### YOUR ASSIGNMENT
When you return the entries, keep every word and mark exactly as it is.

(Saved entries)
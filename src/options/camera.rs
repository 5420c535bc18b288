use schemars::JsonSchema;
use serde::{Deserialize, Serialize};

#[derive(Debug, Clone, Serialize, Deserialize, PartialEq, JsonSchema)]
#[schemars(title = "Camera", inline)]
#[serde(default)]
/// Projection parameters for the renderable camera.
pub struct CameraOptions {
    /// Vertical field of view in degrees.
    #[schemars(title = "Field of View", range(min = 20.0, max = 120.0), extend("step" = 1.0))]
    pub fovy: f32,
    /// Near clipping plane distance.
    #[schemars(skip)]
    pub znear: f32,
    /// Far clipping plane distance.
    #[schemars(skip)]
    pub zfar: f32,
}

impl Default for CameraOptions {
    fn default() -> Self {
        Self {
            fovy: 60.0,
            znear: 1.0,
            zfar: 1000.0,
        }
    }
}
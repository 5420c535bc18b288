//! View-ray proximity detection against static colliding volumes.
//!
//! A proximity check is a single ray-vs-volumes nearest-hit query. It never
//! mutates anything; policy on what a hit means belongs to the caller.

/// Nearest-hit queries.
pub mod detector;
/// Cross-tick hit tracking and transition events.
pub mod monitor;
/// Ray probe and slab intersection.
pub mod ray;
/// Bounding boxes and registered volumes.
pub mod volume;

pub use detector::{nearest_hit, ProximityDetector, ProximityHit};
pub use monitor::{ProximityEvent, ProximityMonitor, ProximityObservation};
pub use ray::RayProbe;
pub use volume::{Aabb, CollidingVolume, VolumeId};
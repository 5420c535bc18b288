//! First-person camera: pose, renderable camera, and the navigator that
//! integrates input into both.

/// Renderable perspective camera.
pub mod core;
/// Yaw/pitch look and key-driven walking.
pub mod navigator;
/// Published camera pose and the trait for writing it to a host camera.
pub mod pose;

pub use self::core::Camera;
pub use navigator::{
    FirstPersonNavigator, MovementKeys, NavigatorConfig, YawPitchState,
};
pub use pose::{CameraPose, PoseTarget};
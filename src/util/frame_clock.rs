use web_time::{Duration, Instant};

/// Upper bound on a single reported timestep. A stalled host (debugger,
/// suspended tab) would otherwise teleport the camera on resume.
const MAX_STEP: Duration = Duration::from_millis(250);

/// Derives per-frame `dt` for tick drivers, with a smoothed FPS readout.
pub struct FrameClock {
    /// Last tick timestamp
    last_tick: Instant,
    /// Smoothed FPS using exponential moving average
    smoothed_fps: f32,
    /// Smoothing factor (lower = smoother, 0.0-1.0)
    smoothing: f32,
}

impl Default for FrameClock {
    fn default() -> Self {
        Self::new()
    }
}

impl FrameClock {
    /// Start the clock now.
    #[must_use]
    pub fn new() -> Self {
        Self {
            last_tick: Instant::now(),
            smoothed_fps: 60.0,
            smoothing: 0.05,
        }
    }

    /// Seconds since the previous tick, capped at 250 ms.
    ///
    /// Can return `0.0` when called twice within the timer's resolution;
    /// the navigator rejects that step.
    pub fn tick(&mut self) -> f32 {
        let now = Instant::now();
        let elapsed = now.duration_since(self.last_tick);
        self.last_tick = now;
        self.record(elapsed)
    }

    /// Fold an externally measured frame duration into the FPS estimate and
    /// return it in seconds, capped at 250 ms.
    pub fn record(&mut self, elapsed: Duration) -> f32 {
        let frame_time = elapsed.min(MAX_STEP).as_secs_f32();
        if frame_time > 0.0 {
            let instant_fps = 1.0 / frame_time;
            self.smoothed_fps = self.smoothed_fps * (1.0 - self.smoothing)
                + instant_fps * self.smoothing;
        }
        frame_time
    }

    /// Get the current FPS (smoothed)
    #[must_use]
    pub fn fps(&self) -> f32 {
        self.smoothed_fps
    }
}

### RESPONSE AREA
filename src/options/camera.rs
repository 5420c535bc18b288
use schemars::JsonSchema;
use serde::{Deserialize, Serialize};

#[derive(Debug, Clone, Serialize, Deserialize, PartialEq, JsonSchema)]
#[schemars(title = "Camera", inline)]
#[serde(default)]
/// Projection parameters for the renderable camera.
pub struct CameraOptions {
    /// Vertical field of view in degrees.
    #[schemars(title = "Field of View", range(min = 20.0, max = 120.0), extend("step" = 1.0))]
    pub fovy: f32,
    /// Near clipping plane distance.
    #[schemars(skip)]
    pub znear: f32,
    /// Far clipping plane distance.
    #[schemars(skip)]
    pub zfar: f32,
}

impl Default for CameraOptions {
    fn default() -> Self {
        Self {
            fovy: 60.0,
            znear: 1.0,
            zfar: 1000.0,
        }
    }
}
repository 5420c535bc18b288
//! View-ray proximity detection against static colliding volumes.
//!
//! A proximity check is a single ray-vs-volumes nearest-hit query. It never
//! mutates anything; policy on what a hit means belongs to the caller.

/// Nearest-hit queries.
pub mod detector;
/// Cross-tick hit tracking and transition events.
pub mod monitor;
/// Ray probe and slab intersection.
pub mod ray;
/// Bounding boxes and registered volumes.
pub mod volume;

pub use detector::{nearest_hit, ProximityDetector, ProximityHit};
pub use monitor::{ProximityEvent, ProximityMonitor, ProximityObservation};
pub use ray::RayProbe;
pub use volume::{Aabb, CollidingVolume, VolumeId};
repository 5420c535bc18b288
//! First-person camera: pose, renderable camera, and the navigator that
//! integrates input into both.

/// Renderable perspective camera.
pub mod core;
/// Yaw/pitch look and key-driven walking.
pub mod navigator;
/// Published camera pose and the trait for writing it to a host camera.
pub mod pose;

pub use self::core::Camera;
pub use navigator::{
    FirstPersonNavigator, MovementKeys, NavigatorConfig, YawPitchState,
};
pub use pose::{CameraPose, PoseTarget};
filename src/util/frame_clock.rs
use web_time::{Duration, Instant};

/// Upper bound on a single reported timestep. A stalled host (debugger,
/// suspended tab) would otherwise teleport the camera on resume.
const MAX_STEP: Duration = Duration::from_millis(250);

/// Derives per-frame `dt` for tick drivers, with a smoothed FPS readout.
pub struct FrameClock {
    /// Last tick timestamp
    last_tick: Instant,
    /// Smoothed FPS using exponential moving average
    smoothed_fps: f32,
    /// Smoothing factor (lower = smoother, 0.0-1.0)
    smoothing: f32,
}

impl Default for FrameClock {
    fn default() -> Self {
        Self::new()
    }
}

impl FrameClock {
    /// Start the clock now.
    #[must_use]
    pub fn new() -> Self {
        Self {
            last_tick: Instant::now(),
            smoothed_fps: 60.0,
            smoothing: 0.05,
        }
    }

    /// Seconds since the previous tick, capped at 250 ms.
    ///
    /// Can return `0.0` when called twice within the timer's resolution;
    /// the navigator rejects that step.
    pub fn tick(&mut self) -> f32 {
        let now = Instant::now();
        let elapsed = now.duration_since(self.last_tick);
        self.last_tick = now;
        self.record(elapsed)
    }

    /// Fold an externally measured frame duration into the FPS estimate and
    /// return it in seconds, capped at 250 ms.
    pub fn record(&mut self, elapsed: Duration) -> f32 {
        let frame_time = elapsed.min(MAX_STEP).as_secs_f32();
        if frame_time > 0.0 {
            let instant_fps = 1.0 / frame_time;
            self.smoothed_fps = self.smoothed_fps * (1.0 - self.smoothing)
                + instant_fps * self.smoothing;
        }
        frame_time
    }

    /// Get the current FPS (smoothed)
    #[must_use]
    pub fn fps(&self) -> f32 {
        self.smoothed_fps
    }
}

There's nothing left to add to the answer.